Records drawn from a dataset

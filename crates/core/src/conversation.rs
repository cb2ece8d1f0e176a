//! A conversation log bound to its store.

use std::fmt::{self, Debug};
use std::sync::Arc;

use chrono::Utc;
use palaver_model::ModelContent;

use crate::error::Error;
use crate::store::{TextEdit, TurnStore};
use crate::transcript;
use crate::turn::{ConversationId, NewTurn, Role, Turn, TurnId};

/// One conversation: reads its history and commits new turn pairs.
#[derive(Clone)]
pub struct Conversation {
    store: Arc<dyn TurnStore>,
    id: ConversationId,
}

impl Conversation {
    #[inline]
    pub fn new(store: Arc<dyn TurnStore>, id: ConversationId) -> Self {
        Self { store, id }
    }

    #[inline]
    pub fn id(&self) -> &ConversationId {
        &self.id
    }

    /// Returns every turn, oldest first.
    pub async fn history(&self) -> Result<Vec<Turn>, Error> {
        Ok(self.store.scan(&self.id).await?)
    }

    /// Returns the history in the shape a model request expects.
    pub async fn materialize(&self) -> Result<Vec<ModelContent>, Error> {
        let turns = self.history().await?;
        Ok(transcript::materialize(&turns))
    }

    /// Persists a user turn and the model's reply as one batch.
    ///
    /// Both turns are stamped now, the user turn never after the model
    /// turn.
    pub async fn commit(
        &self,
        user: NewTurn,
        model: NewTurn,
    ) -> Result<Vec<TurnId>, Error> {
        user.ensure_role(Role::User)?;
        model.ensure_role(Role::Model)?;

        let user_at = Utc::now();
        let model_at = Utc::now().max(user_at);
        let ids = self
            .store
            .insert_many(&self.id, vec![(user, user_at), (model, model_at)])
            .await?;
        debug!(conversation = %self.id, "committed turns {ids:?}");
        Ok(ids)
    }

    /// Replaces the text of the first part of turn `id`.
    pub async fn edit_text(&self, id: &TurnId, text: &str) -> Result<(), Error> {
        match self.store.update_first_text(&self.id, id, text).await? {
            TextEdit::Updated => {
                debug!(conversation = %self.id, "edited turn {id}");
                Ok(())
            }
            TextEdit::NotFound => Err(Error::NotFound(id.clone())),
            TextEdit::NotText => Err(Error::InvalidTurn(format!(
                "first part of turn {id} is not text"
            ))),
        }
    }

    /// Deletes every turn, returning how many were removed.
    pub async fn clear_all(&self) -> Result<u64, Error> {
        let count = self.store.delete_all(&self.id).await?;
        info!(conversation = %self.id, "cleared {count} turns");
        Ok(count)
    }
}

impl Debug for Conversation {
    fn fmt(&self, f: &mut fmt::Formatter<'_>) -> fmt::Result {
        f.debug_struct("Conversation")
            .field("id", &self.id)
            .finish_non_exhaustive()
    }
}
//! Conversion between data URLs and raw attachment bytes.
//!
//! Only the base64 form `data:<mime>;base64,<payload>` is accepted.

use base64::Engine as _;
use base64::engine::general_purpose::STANDARD;
use bytes::Bytes;

use crate::error::Error;

const SCHEME: &str = "data:";
const SEPARATOR: &str = ";base64,";

/// Decodes a data URL into its MIME type and bytes.
pub fn decode(payload: &str) -> Result<(String, Bytes), Error> {
    decode_with_fallback(payload, None)
}

/// Like [`decode`], but uses `fallback_mime` when the URL names no MIME type.
pub fn decode_with_fallback(
    payload: &str,
    fallback_mime: Option<&str>,
) -> Result<(String, Bytes), Error> {
    let segments: Vec<&str> = payload.split(SEPARATOR).collect();
    let [head, body] = segments.as_slice() else {
        return Err(Error::MalformedPayload(format!(
            "expected exactly one `{SEPARATOR}` separator"
        )));
    };
    let Some(rest) = head.strip_prefix(SCHEME) else {
        return Err(Error::MalformedPayload(format!(
            "missing `{SCHEME}` prefix"
        )));
    };
    let mime_type = rest.split(';').next().unwrap_or_default();
    let mime_type = match (mime_type, fallback_mime) {
        ("", Some(fallback)) => fallback,
        (mime_type, _) => mime_type,
    };
    if mime_type.is_empty() {
        return Err(Error::MalformedPayload("empty MIME type".to_owned()));
    }
    if body.is_empty() {
        return Err(Error::MalformedPayload("empty payload".to_owned()));
    }
    let data = STANDARD
        .decode(body)
        .map_err(|err| Error::MalformedPayload(err.to_string()))?;
    Ok((mime_type.to_owned(), Bytes::from(data)))
}

/// Encodes bytes as a base64 data URL.
#[inline]
pub fn encode(mime_type: &str, data: &[u8]) -> String {
    format!("{SCHEME}{mime_type}{SEPARATOR}{}", STANDARD.encode(data))
}
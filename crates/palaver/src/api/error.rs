use axum::Json;
use axum::extract::rejection::JsonRejection;
use axum::http::StatusCode;
use axum::response::{IntoResponse, Response};
use serde::Serialize;

/// JSON error response body.
#[derive(Debug, Serialize)]
pub struct ErrorBody {
    pub error: String,
}

/// API error type that maps to HTTP status codes and JSON responses.
#[derive(Debug)]
pub enum ApiError {
    /// 400, the request has to be fixed by the client.
    BadRequest(String),
    /// 404, the referenced turn does not exist.
    NotFound(String),
    /// 500, the cause is logged and not exposed.
    Internal(String),
}

impl IntoResponse for ApiError {
    fn into_response(self) -> Response {
        let (status, error) = match self {
            ApiError::BadRequest(msg) => (StatusCode::BAD_REQUEST, msg),
            ApiError::NotFound(msg) => (StatusCode::NOT_FOUND, msg),
            ApiError::Internal(msg) => {
                error!("internal error: {msg}");
                (
                    StatusCode::INTERNAL_SERVER_ERROR,
                    "Internal Server Error".to_owned(),
                )
            }
        };
        (status, Json(ErrorBody { error })).into_response()
    }
}

impl From<palaver_core::Error> for ApiError {
    fn from(err: palaver_core::Error) -> Self {
        match &err {
            palaver_core::Error::NotFound(_) => ApiError::NotFound(err.to_string()),
            err if err.is_client_error() => ApiError::BadRequest(err.to_string()),
            _ => ApiError::Internal(err.to_string()),
        }
    }
}

impl From<JsonRejection> for ApiError {
    #[inline]
    fn from(rejection: JsonRejection) -> Self {
        ApiError::BadRequest(rejection.body_text())
    }
}
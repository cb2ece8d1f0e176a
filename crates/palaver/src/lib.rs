//! An HTTP chat service relaying conversations to a generative model.
//!
//! The crate includes a CLI for serving the API and for chatting in the
//! terminal. The router is also usable as a library.

#[macro_use]
extern crate tracing;

pub mod api;

pub use api::{AppState, create_router};

/// The instruction sent with every request unless overridden.
pub const DEFAULT_SYSTEM_PROMPT: &str = include_str!("./system_prompt.md");

/// Re-exports of [`palaver_core`] crate.
pub mod core {
    pub use palaver_core::*;
}
//! Request handlers for every endpoint.

use axum::Json;
use axum::body::Body;
use axum::extract::State;
use axum::extract::rejection::JsonRejection;
use axum::http::header;
use axum::response::{IntoResponse, Response};
use palaver_core::{
    Attachment, NewTurn, RelayOutcome, Turn, TurnId, build_user_content, relay,
};
use serde::{Deserialize, Serialize};
use tokio::sync::mpsc;
use tokio_stream::wrappers::ReceiverStream;

use super::error::ApiError;
use super::state::AppState;

// =============================================================================
// Request and response types
// =============================================================================

/// Body of `POST /api/chat`.
#[derive(Debug, Default, Serialize, Deserialize)]
#[serde(rename_all = "camelCase")]
pub struct ChatRequest {
    #[serde(default)]
    pub message: Option<String>,
    #[serde(default)]
    pub attached_files: Vec<AttachedFile>,
}

/// An upload as sent by the browser.
#[derive(Debug, Serialize, Deserialize)]
#[serde(rename_all = "camelCase")]
pub struct AttachedFile {
    /// A base64 data URL.
    pub file_data: String,
    #[serde(default)]
    pub file_type: Option<String>,
    #[serde(default)]
    pub file_name: Option<String>,
}

#[derive(Debug, Serialize, Deserialize)]
#[serde(rename_all = "camelCase")]
pub struct EditRequest {
    pub id: TurnId,
    pub new_text: String,
}

/// Body of `POST /api/chat/save-response`, the turn pair to persist.
#[derive(Debug, Serialize, Deserialize)]
#[serde(rename_all = "camelCase")]
pub struct SaveResponseRequest {
    pub user_message: NewTurn,
    pub model_response: NewTurn,
}

#[derive(Debug, Serialize, Deserialize)]
pub struct HistoryResponse {
    pub history: Vec<Turn>,
}

#[derive(Debug, Serialize, Deserialize)]
pub struct MessageResponse {
    pub message: String,
}

impl MessageResponse {
    #[inline]
    fn new(message: &str) -> Json<Self> {
        Json(Self {
            message: message.to_owned(),
        })
    }
}

#[derive(Debug, Serialize, Deserialize)]
pub struct HealthResponse {
    pub status: String,
    pub version: String,
}

// =============================================================================
// Handlers
// =============================================================================

/// POST /api/chat - stream the reply to a new user turn as plain text.
///
/// Nothing is persisted here; the client saves the finished pair through
/// `save-response`.
pub async fn chat(
    State(state): State<AppState>,
    payload: Result<Json<ChatRequest>, JsonRejection>,
) -> Result<Response, ApiError> {
    let Json(req) = payload?;
    let attachments = parse_attachments(req.attached_files);
    // Reject an empty turn before touching the store.
    build_user_content(req.message.as_deref(), &attachments)?;

    let history = state.conversation.materialize().await?;
    let completion = state
        .completer
        .complete(history, req.message.as_deref(), &attachments)
        .await?;

    // A single slot, so every fragment is flushed as soon as it arrives.
    let (tx, rx) = mpsc::channel(1);
    tokio::spawn(async move {
        match relay(completion, tx).await {
            RelayOutcome::Completed { fragments } => {
                debug!("streamed {} fragments", fragments.len());
            }
            RelayOutcome::Disconnected { fragments } => {
                info!("client went away after {} fragments", fragments.len());
            }
            RelayOutcome::Failed { fragments } => {
                warn!("stream aborted after {} fragments", fragments.len());
            }
        }
    });

    let body = Body::from_stream(ReceiverStream::new(rx));
    Ok((
        [(header::CONTENT_TYPE, "text/plain; charset=utf-8")],
        body,
    )
        .into_response())
}

/// Decodes uploads, dropping the ones that are not valid data URLs.
fn parse_attachments(files: Vec<AttachedFile>) -> Vec<Attachment> {
    files
        .into_iter()
        .filter_map(|file| {
            match Attachment::from_data_url(
                &file.file_data,
                file.file_type.as_deref(),
                file.file_name.clone(),
            ) {
                Ok(attachment) => Some(attachment),
                Err(err) => {
                    warn!(file_name = ?file.file_name, "dropping attachment: {err}");
                    None
                }
            }
        })
        .collect()
}

/// GET /api/chat/history - every turn, oldest first.
pub async fn history(
    State(state): State<AppState>,
) -> Result<Json<HistoryResponse>, ApiError> {
    let history = state.conversation.history().await?;
    Ok(Json(HistoryResponse { history }))
}

/// POST /api/chat/clear
pub async fn clear(
    State(state): State<AppState>,
) -> Result<Json<MessageResponse>, ApiError> {
    state.conversation.clear_all().await?;
    Ok(MessageResponse::new("Chat history cleared"))
}

/// POST /api/chat/edit - replace the leading text of a turn.
pub async fn edit(
    State(state): State<AppState>,
    payload: Result<Json<EditRequest>, JsonRejection>,
) -> Result<Json<MessageResponse>, ApiError> {
    let Json(req) = payload?;
    state.conversation.edit_text(&req.id, &req.new_text).await?;
    Ok(MessageResponse::new("Message updated"))
}

/// POST /api/chat/save-response
pub async fn save_response(
    State(state): State<AppState>,
    payload: Result<Json<SaveResponseRequest>, JsonRejection>,
) -> Result<Json<MessageResponse>, ApiError> {
    let Json(req) = payload?;
    state
        .conversation
        .commit(req.user_message, req.model_response)
        .await?;
    Ok(MessageResponse::new("Messages saved"))
}

/// GET /health
pub async fn health() -> Json<HealthResponse> {
    Json(HealthResponse {
        status: "ok".to_owned(),
        version: env!("CARGO_PKG_VERSION").to_owned(),
    })
}
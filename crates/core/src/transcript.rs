//! Rebuilds the model-facing dialogue from persisted turns.

use palaver_model::{ModelContent, ModelPart};

use crate::codec;
use crate::turn::{Part, Turn};

/// Converts stored turns into the contents of a model request.
///
/// Turn and part order are preserved and text is copied verbatim.
/// Attachments that fail to decode are dropped, as are turns left without
/// any part.
pub fn materialize(turns: &[Turn]) -> Vec<ModelContent> {
    turns.iter().filter_map(materialize_turn).collect()
}

fn materialize_turn(turn: &Turn) -> Option<ModelContent> {
    let parts: Vec<ModelPart> = turn
        .parts
        .iter()
        .enumerate()
        .filter_map(|(idx, part)| match materialize_part(part) {
            Ok(Some(part)) => Some(part),
            Ok(None) => None,
            Err(err) => {
                warn!(turn = %turn.id, part = idx, "dropping attachment: {err}");
                None
            }
        })
        .collect();
    if parts.is_empty() {
        warn!(turn = %turn.id, "dropping turn without usable parts");
        return None;
    }
    Some(ModelContent {
        role: turn.role.into(),
        parts,
    })
}

fn materialize_part(part: &Part) -> Result<Option<ModelPart>, crate::Error> {
    if let Some(text) = part.as_text() {
        return Ok(Some(ModelPart::Text(text.to_owned())));
    }
    let Some((_, data_url)) = part.as_attachment() else {
        return Ok(None);
    };
    let (mime_type, data) = codec::decode(data_url)?;
    Ok(Some(ModelPart::Binary { mime_type, data }))
}

#[cfg(test)]
mod tests {
    use chrono::{TimeZone, Utc};
    use palaver_model::ModelRole;

    use super::*;
    use crate::turn::{AttachmentKind, Role, TurnId};

    fn turn(n: i64, role: Role, parts: Vec<Part>) -> Turn {
        Turn {
            id: TurnId::from(format!("t{n}")),
            role,
            parts,
            created_at: Utc.timestamp_opt(1_700_000_000 + n, 0).unwrap(),
        }
    }

    #[test]
    fn test_preserves_order() {
        let turns = vec![
            turn(
                0,
                Role::User,
                vec![
                    Part::text("what is this"),
                    Part::Image {
                        data: codec::encode("image/png", b"png"),
                        file_name: Some("a.png".to_owned()),
                    },
                    Part::Audio {
                        data: codec::encode("audio/webm", b"webm"),
                        file_name: None,
                    },
                ],
            ),
            turn(1, Role::Model, vec![Part::text("a cat")]),
            turn(
                2,
                Role::User,
                vec![Part::Document {
                    data: codec::encode("application/pdf", b"%PDF"),
                    file_name: Some("x.pdf".to_owned()),
                }],
            ),
        ];
        let contents = materialize(&turns);
        assert_eq!(contents.len(), 3);
        assert_eq!(
            contents.iter().map(|c| c.role).collect::<Vec<_>>(),
            vec![ModelRole::User, ModelRole::Model, ModelRole::User]
        );
        assert_eq!(
            contents[0].parts,
            vec![
                ModelPart::Text("what is this".to_owned()),
                ModelPart::Binary {
                    mime_type: "image/png".to_owned(),
                    data: "png".into(),
                },
                ModelPart::Binary {
                    mime_type: "audio/webm".to_owned(),
                    data: "webm".into(),
                },
            ]
        );
        assert_eq!(contents[1], ModelContent::text(ModelRole::Model, "a cat"));
        assert_eq!(
            contents[2].parts,
            vec![ModelPart::Binary {
                mime_type: "application/pdf".to_owned(),
                data: "%PDF".into(),
            }]
        );
    }

    #[test]
    fn test_malformed_attachments_are_dropped() {
        let turns = vec![
            turn(
                0,
                Role::User,
                vec![
                    Part::text("see attached"),
                    Part::Image {
                        data: "not a data url".to_owned(),
                        file_name: None,
                    },
                ],
            ),
            turn(
                1,
                Role::User,
                vec![Part::Audio {
                    data: "data:audio/webm;base64,".to_owned(),
                    file_name: None,
                }],
            ),
            turn(2, Role::Model, vec![Part::text("ok")]),
        ];
        let contents = materialize(&turns);
        assert_eq!(
            contents,
            vec![
                ModelContent::text(ModelRole::User, "see attached"),
                ModelContent::text(ModelRole::Model, "ok"),
            ]
        );
    }

    #[test]
    fn test_keeps_every_well_formed_turn() {
        let png = codec::encode("image/png", b"png");
        let turns = vec![
            turn(0, Role::User, vec![Part::text("say nothing")]),
            turn(1, Role::Model, vec![Part::text(""), Part::text("...")]),
            turn(
                2,
                Role::User,
                vec![
                    Part::text(""),
                    Part::attachment(AttachmentKind::Image, png, None),
                ],
            ),
            turn(3, Role::Model, vec![Part::text("")]),
        ];
        let contents = materialize(&turns);
        assert_eq!(contents.len(), turns.len());
        for (content, turn) in contents.iter().zip(&turns) {
            assert_eq!(content.role, ModelRole::from(turn.role));
            assert_eq!(content.parts.len(), turn.parts.len());
        }
        assert_eq!(contents[1].parts[0], ModelPart::Text(String::new()));
        assert!(matches!(contents[2].parts[1], ModelPart::Binary { .. }));
    }

    #[test]
    fn test_empty_history() {
        assert!(materialize(&[]).is_empty());
    }
}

**TASK STATEMENT:**
Only the lines from the beginning of the data above through the line containing "let model_at = Utc::now().max(user_at);" should be repeated, exactly as they appear.

**OUTPUT FOR THIS EXERCISE:**
filename crates/core/src/conversation.rs
repository cb2ece8d1f0e176a
//! A conversation log bound to its store.

use std::fmt::{self, Debug};
use std::sync::Arc;

use chrono::Utc;
use palaver_model::ModelContent;

use crate::error::Error;
use crate::store::{TextEdit, TurnStore};
use crate::transcript;
use crate::turn::{ConversationId, NewTurn, Role, Turn, TurnId};

/// One conversation: reads its history and commits new turn pairs.
#[derive(Clone)]
pub struct Conversation {
    store: Arc<dyn TurnStore>,
    id: ConversationId,
}

impl Conversation {
    #[inline]
    pub fn new(store: Arc<dyn TurnStore>, id: ConversationId) -> Self {
        Self { store, id }
    }

    #[inline]
    pub fn id(&self) -> &ConversationId {
        &self.id
    }

    /// Returns every turn, oldest first.
    pub async fn history(&self) -> Result<Vec<Turn>, Error> {
        Ok(self.store.scan(&self.id).await?)
    }

    /// Returns the history in the shape a model request expects.
    pub async fn materialize(&self) -> Result<Vec<ModelContent>, Error> {
        let turns = self.history().await?;
        Ok(transcript::materialize(&turns))
    }

    /// Persists a user turn and the model's reply as one batch.
    ///
    /// Both turns are stamped now, the user turn never after the model
    /// turn.
    pub async fn commit(
        &self,
        user: NewTurn,
        model: NewTurn,
    ) -> Result<Vec<TurnId>, Error> {
        user.ensure_role(Role::User)?;
        model.ensure_role(Role::Model)?;

        let user_at = Utc::now();
        let model_at = Utc::now().max(user_at);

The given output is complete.